> **What to do**: Your task is to repeat the data exactly, every line of it.
#### The input
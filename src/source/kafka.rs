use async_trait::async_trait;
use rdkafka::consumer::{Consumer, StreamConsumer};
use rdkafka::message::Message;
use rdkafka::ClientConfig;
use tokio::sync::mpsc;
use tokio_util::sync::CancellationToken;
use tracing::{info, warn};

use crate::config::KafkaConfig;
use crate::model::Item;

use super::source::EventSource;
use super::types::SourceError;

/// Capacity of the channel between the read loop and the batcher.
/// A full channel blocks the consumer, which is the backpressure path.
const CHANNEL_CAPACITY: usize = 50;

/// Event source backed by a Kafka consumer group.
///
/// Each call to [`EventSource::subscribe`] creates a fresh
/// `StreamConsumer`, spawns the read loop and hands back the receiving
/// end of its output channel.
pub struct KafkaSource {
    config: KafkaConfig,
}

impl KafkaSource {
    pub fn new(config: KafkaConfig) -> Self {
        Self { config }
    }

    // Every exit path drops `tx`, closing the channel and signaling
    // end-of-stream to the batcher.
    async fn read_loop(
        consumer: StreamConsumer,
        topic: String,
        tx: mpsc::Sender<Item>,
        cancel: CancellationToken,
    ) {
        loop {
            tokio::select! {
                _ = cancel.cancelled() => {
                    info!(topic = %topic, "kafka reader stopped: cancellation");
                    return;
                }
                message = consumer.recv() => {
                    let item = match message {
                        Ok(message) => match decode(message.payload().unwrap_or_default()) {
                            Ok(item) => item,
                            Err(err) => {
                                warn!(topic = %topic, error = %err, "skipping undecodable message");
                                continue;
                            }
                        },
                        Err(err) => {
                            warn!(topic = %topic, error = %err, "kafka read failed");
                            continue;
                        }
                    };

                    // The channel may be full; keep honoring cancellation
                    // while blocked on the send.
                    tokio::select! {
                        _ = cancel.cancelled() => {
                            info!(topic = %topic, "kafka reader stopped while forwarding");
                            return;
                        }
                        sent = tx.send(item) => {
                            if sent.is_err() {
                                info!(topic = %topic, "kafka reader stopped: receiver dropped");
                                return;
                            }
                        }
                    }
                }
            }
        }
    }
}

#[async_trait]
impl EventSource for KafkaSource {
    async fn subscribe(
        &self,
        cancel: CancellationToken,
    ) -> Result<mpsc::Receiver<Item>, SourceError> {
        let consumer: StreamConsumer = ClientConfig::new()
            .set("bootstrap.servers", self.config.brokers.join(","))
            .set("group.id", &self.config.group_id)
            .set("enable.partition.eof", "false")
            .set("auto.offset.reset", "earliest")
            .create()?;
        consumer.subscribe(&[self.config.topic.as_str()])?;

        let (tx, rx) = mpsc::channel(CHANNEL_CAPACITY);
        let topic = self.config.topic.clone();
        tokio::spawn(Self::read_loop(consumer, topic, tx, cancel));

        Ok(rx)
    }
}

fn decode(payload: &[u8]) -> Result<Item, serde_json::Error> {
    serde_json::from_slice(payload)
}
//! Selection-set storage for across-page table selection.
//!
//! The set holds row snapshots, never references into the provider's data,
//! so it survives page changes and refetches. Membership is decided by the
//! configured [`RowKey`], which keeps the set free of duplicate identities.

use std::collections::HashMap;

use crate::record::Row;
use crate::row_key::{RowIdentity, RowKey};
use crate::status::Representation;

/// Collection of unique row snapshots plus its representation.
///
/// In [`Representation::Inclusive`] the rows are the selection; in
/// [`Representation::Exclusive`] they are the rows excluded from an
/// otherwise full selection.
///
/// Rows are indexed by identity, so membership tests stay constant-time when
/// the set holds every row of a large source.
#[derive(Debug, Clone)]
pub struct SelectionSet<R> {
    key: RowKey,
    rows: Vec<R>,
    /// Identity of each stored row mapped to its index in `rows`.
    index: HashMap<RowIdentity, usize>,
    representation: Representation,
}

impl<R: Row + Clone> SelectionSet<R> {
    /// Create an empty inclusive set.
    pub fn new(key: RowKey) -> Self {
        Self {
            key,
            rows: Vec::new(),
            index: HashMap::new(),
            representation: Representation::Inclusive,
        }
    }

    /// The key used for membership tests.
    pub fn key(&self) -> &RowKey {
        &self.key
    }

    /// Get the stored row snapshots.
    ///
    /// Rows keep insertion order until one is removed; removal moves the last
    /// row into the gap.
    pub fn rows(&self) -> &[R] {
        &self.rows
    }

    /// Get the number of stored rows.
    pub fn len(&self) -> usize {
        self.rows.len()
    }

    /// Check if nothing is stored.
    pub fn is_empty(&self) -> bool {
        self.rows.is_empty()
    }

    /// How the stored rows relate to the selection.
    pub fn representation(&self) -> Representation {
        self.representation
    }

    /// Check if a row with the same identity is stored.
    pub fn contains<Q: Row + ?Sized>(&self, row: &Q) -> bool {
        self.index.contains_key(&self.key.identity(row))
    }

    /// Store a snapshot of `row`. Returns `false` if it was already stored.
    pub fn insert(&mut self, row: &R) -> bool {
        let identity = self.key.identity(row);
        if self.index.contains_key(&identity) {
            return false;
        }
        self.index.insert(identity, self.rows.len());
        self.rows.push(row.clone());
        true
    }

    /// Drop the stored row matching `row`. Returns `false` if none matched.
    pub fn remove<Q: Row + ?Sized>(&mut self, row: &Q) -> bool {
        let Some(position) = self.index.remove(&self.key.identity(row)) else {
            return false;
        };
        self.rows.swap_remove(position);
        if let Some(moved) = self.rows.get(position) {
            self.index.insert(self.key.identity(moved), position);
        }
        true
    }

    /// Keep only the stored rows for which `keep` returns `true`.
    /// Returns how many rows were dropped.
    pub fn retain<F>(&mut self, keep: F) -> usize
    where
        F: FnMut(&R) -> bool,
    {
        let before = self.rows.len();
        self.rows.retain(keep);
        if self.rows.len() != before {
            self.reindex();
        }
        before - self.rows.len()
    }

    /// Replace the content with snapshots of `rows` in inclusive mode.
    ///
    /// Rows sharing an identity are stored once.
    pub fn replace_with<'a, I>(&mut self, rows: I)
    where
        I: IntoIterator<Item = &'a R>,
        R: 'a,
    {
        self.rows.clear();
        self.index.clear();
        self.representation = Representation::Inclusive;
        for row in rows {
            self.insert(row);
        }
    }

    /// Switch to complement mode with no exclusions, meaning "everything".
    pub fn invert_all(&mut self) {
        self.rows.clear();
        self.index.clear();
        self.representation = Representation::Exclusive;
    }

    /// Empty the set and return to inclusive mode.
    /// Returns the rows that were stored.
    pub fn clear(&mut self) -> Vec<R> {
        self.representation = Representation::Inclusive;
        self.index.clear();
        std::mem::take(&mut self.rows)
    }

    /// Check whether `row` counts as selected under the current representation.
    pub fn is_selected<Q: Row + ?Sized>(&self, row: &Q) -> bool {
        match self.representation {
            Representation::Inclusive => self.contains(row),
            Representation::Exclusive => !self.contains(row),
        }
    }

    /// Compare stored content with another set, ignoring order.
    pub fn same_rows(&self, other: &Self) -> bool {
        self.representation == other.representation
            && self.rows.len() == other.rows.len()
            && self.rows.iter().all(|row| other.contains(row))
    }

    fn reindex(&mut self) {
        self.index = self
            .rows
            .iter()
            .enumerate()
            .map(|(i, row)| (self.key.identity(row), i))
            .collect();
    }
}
########
> **The completed task**:
filename src/source/kafka.rs
use async_trait::async_trait;
use rdkafka::consumer::{Consumer, StreamConsumer};
use rdkafka::message::Message;
use rdkafka::ClientConfig;
use tokio::sync::mpsc;
use tokio_util::sync::CancellationToken;
use tracing::{info, warn};

use crate::config::KafkaConfig;
use crate::model::Item;

use super::source::EventSource;
use super::types::SourceError;

/// Capacity of the channel between the read loop and the batcher.
/// A full channel blocks the consumer, which is the backpressure path.
const CHANNEL_CAPACITY: usize = 50;

/// Event source backed by a Kafka consumer group.
///
/// Each call to [`EventSource::subscribe`] creates a fresh
/// `StreamConsumer`, spawns the read loop and hands back the receiving
/// end of its output channel.
pub struct KafkaSource {
    config: KafkaConfig,
}

impl KafkaSource {
    pub fn new(config: KafkaConfig) -> Self {
        Self { config }
    }

    // Every exit path drops `tx`, closing the channel and signaling
    // end-of-stream to the batcher.
    async fn read_loop(
        consumer: StreamConsumer,
        topic: String,
        tx: mpsc::Sender<Item>,
        cancel: CancellationToken,
    ) {
        loop {
            tokio::select! {
                _ = cancel.cancelled() => {
                    info!(topic = %topic, "kafka reader stopped: cancellation");
                    return;
                }
                message = consumer.recv() => {
                    let item = match message {
                        Ok(message) => match decode(message.payload().unwrap_or_default()) {
                            Ok(item) => item,
                            Err(err) => {
                                warn!(topic = %topic, error = %err, "skipping undecodable message");
                                continue;
                            }
                        },
                        Err(err) => {
                            warn!(topic = %topic, error = %err, "kafka read failed");
                            continue;
                        }
                    };

                    // The channel may be full; keep honoring cancellation
                    // while blocked on the send.
                    tokio::select! {
                        _ = cancel.cancelled() => {
                            info!(topic = %topic, "kafka reader stopped while forwarding");
                            return;
                        }
                        sent = tx.send(item) => {
                            if sent.is_err() {
                                info!(topic = %topic, "kafka reader stopped: receiver dropped");
                                return;
                            }
                        }
                    }
                }
            }
        }
    }
}

#[async_trait]
impl EventSource for KafkaSource {
    async fn subscribe(
        &self,
        cancel: CancellationToken,
    ) -> Result<mpsc::Receiver<Item>, SourceError> {
        let consumer: StreamConsumer = ClientConfig::new()
            .set("bootstrap.servers", self.config.brokers.join(","))
            .set("group.id", &self.config.group_id)
            .set("enable.partition.eof", "false")
            .set("auto.offset.reset", "earliest")
            .create()?;
        consumer.subscribe(&[self.config.topic.as_str()])?;

        let (tx, rx) = mpsc::channel(CHANNEL_CAPACITY);
        let topic = self.config.topic.clone();
        tokio::spawn(Self::read_loop(consumer, topic, tx, cancel));

        Ok(rx)
    }
}

fn decode(payload: &[u8]) -> Result<Item, serde_json::Error> {
    serde_json::from_slice(payload)
}
//! Selection-set storage for across-page table selection.
//!
//! The set holds row snapshots, never references into the provider's data,
//! so it survives page changes and refetches. Membership is decided by the
//! configured [`RowKey`], which keeps the set free of duplicate identities.

use std::collections::HashMap;

use crate::record::Row;
use crate::row_key::{RowIdentity, RowKey};
use crate::status::Representation;

/// Collection of unique row snapshots plus its representation.
///
/// In [`Representation::Inclusive`] the rows are the selection; in
/// [`Representation::Exclusive`] they are the rows excluded from an
/// otherwise full selection.
///
/// Rows are indexed by identity, so membership tests stay constant-time when
/// the set holds every row of a large source.
#[derive(Debug, Clone)]
pub struct SelectionSet<R> {
    key: RowKey,
    rows: Vec<R>,
    /// Identity of each stored row mapped to its index in `rows`.
    index: HashMap<RowIdentity, usize>,
    representation: Representation,
}

impl<R: Row + Clone> SelectionSet<R> {
    /// Create an empty inclusive set.
    pub fn new(key: RowKey) -> Self {
        Self {
            key,
            rows: Vec::new(),
            index: HashMap::new(),
            representation: Representation::Inclusive,
        }
    }

    /// The key used for membership tests.
    pub fn key(&self) -> &RowKey {
        &self.key
    }

    /// Get the stored row snapshots.
    ///
    /// Rows keep insertion order until one is removed; removal moves the last
    /// row into the gap.
    pub fn rows(&self) -> &[R] {
        &self.rows
    }

    /// Get the number of stored rows.
    pub fn len(&self) -> usize {
        self.rows.len()
    }

    /// Check if nothing is stored.
    pub fn is_empty(&self) -> bool {
        self.rows.is_empty()
    }

    /// How the stored rows relate to the selection.
    pub fn representation(&self) -> Representation {
        self.representation
    }

    /// Check if a row with the same identity is stored.
    pub fn contains<Q: Row + ?Sized>(&self, row: &Q) -> bool {
        self.index.contains_key(&self.key.identity(row))
    }

    /// Store a snapshot of `row`. Returns `false` if it was already stored.
    pub fn insert(&mut self, row: &R) -> bool {
        let identity = self.key.identity(row);
        if self.index.contains_key(&identity) {
            return false;
        }
        self.index.insert(identity, self.rows.len());
        self.rows.push(row.clone());
        true
    }

    /// Drop the stored row matching `row`. Returns `false` if none matched.
    pub fn remove<Q: Row + ?Sized>(&mut self, row: &Q) -> bool {
        let Some(position) = self.index.remove(&self.key.identity(row)) else {
            return false;
        };
        self.rows.swap_remove(position);
        if let Some(moved) = self.rows.get(position) {
            self.index.insert(self.key.identity(moved), position);
        }
        true
    }

    /// Keep only the stored rows for which `keep` returns `true`.
    /// Returns how many rows were dropped.
    pub fn retain<F>(&mut self, keep: F) -> usize
    where
        F: FnMut(&R) -> bool,
    {
        let before = self.rows.len();
        self.rows.retain(keep);
        if self.rows.len() != before {
            self.reindex();
        }
        before - self.rows.len()
    }

    /// Replace the content with snapshots of `rows` in inclusive mode.
    ///
    /// Rows sharing an identity are stored once.
    pub fn replace_with<'a, I>(&mut self, rows: I)
    where
        I: IntoIterator<Item = &'a R>,
        R: 'a,
    {
        self.rows.clear();
        self.index.clear();
        self.representation = Representation::Inclusive;
        for row in rows {
            self.insert(row);
        }
    }

    /// Switch to complement mode with no exclusions, meaning "everything".
    pub fn invert_all(&mut self) {
        self.rows.clear();
        self.index.clear();
        self.representation = Representation::Exclusive;
    }

    /// Empty the set and return to inclusive mode.
    /// Returns the rows that were stored.
    pub fn clear(&mut self) -> Vec<R> {
        self.representation = Representation::Inclusive;
        self.index.clear();
        std::mem::take(&mut self.rows)
    }

    /// Check whether `row` counts as selected under the current representation.
    pub fn is_selected<Q: Row + ?Sized>(&self, row: &Q) -> bool {
        match self.representation {
            Representation::Inclusive => self.contains(row),
            Representation::Exclusive => !self.contains(row),
        }
    }

    /// Compare stored content with another set, ignoring order.
    pub fn same_rows(&self, other: &Self) -> bool {
        self.representation == other.representation
            && self.rows.len() == other.rows.len()
            && self.rows.iter().all(|row| other.contains(row))
    }

    fn reindex(&mut self) {
        self.index = self
            .rows
            .iter()
            .enumerate()
            .map(|(i, row)| (self.key.identity(row), i))
            .collect();
    }
}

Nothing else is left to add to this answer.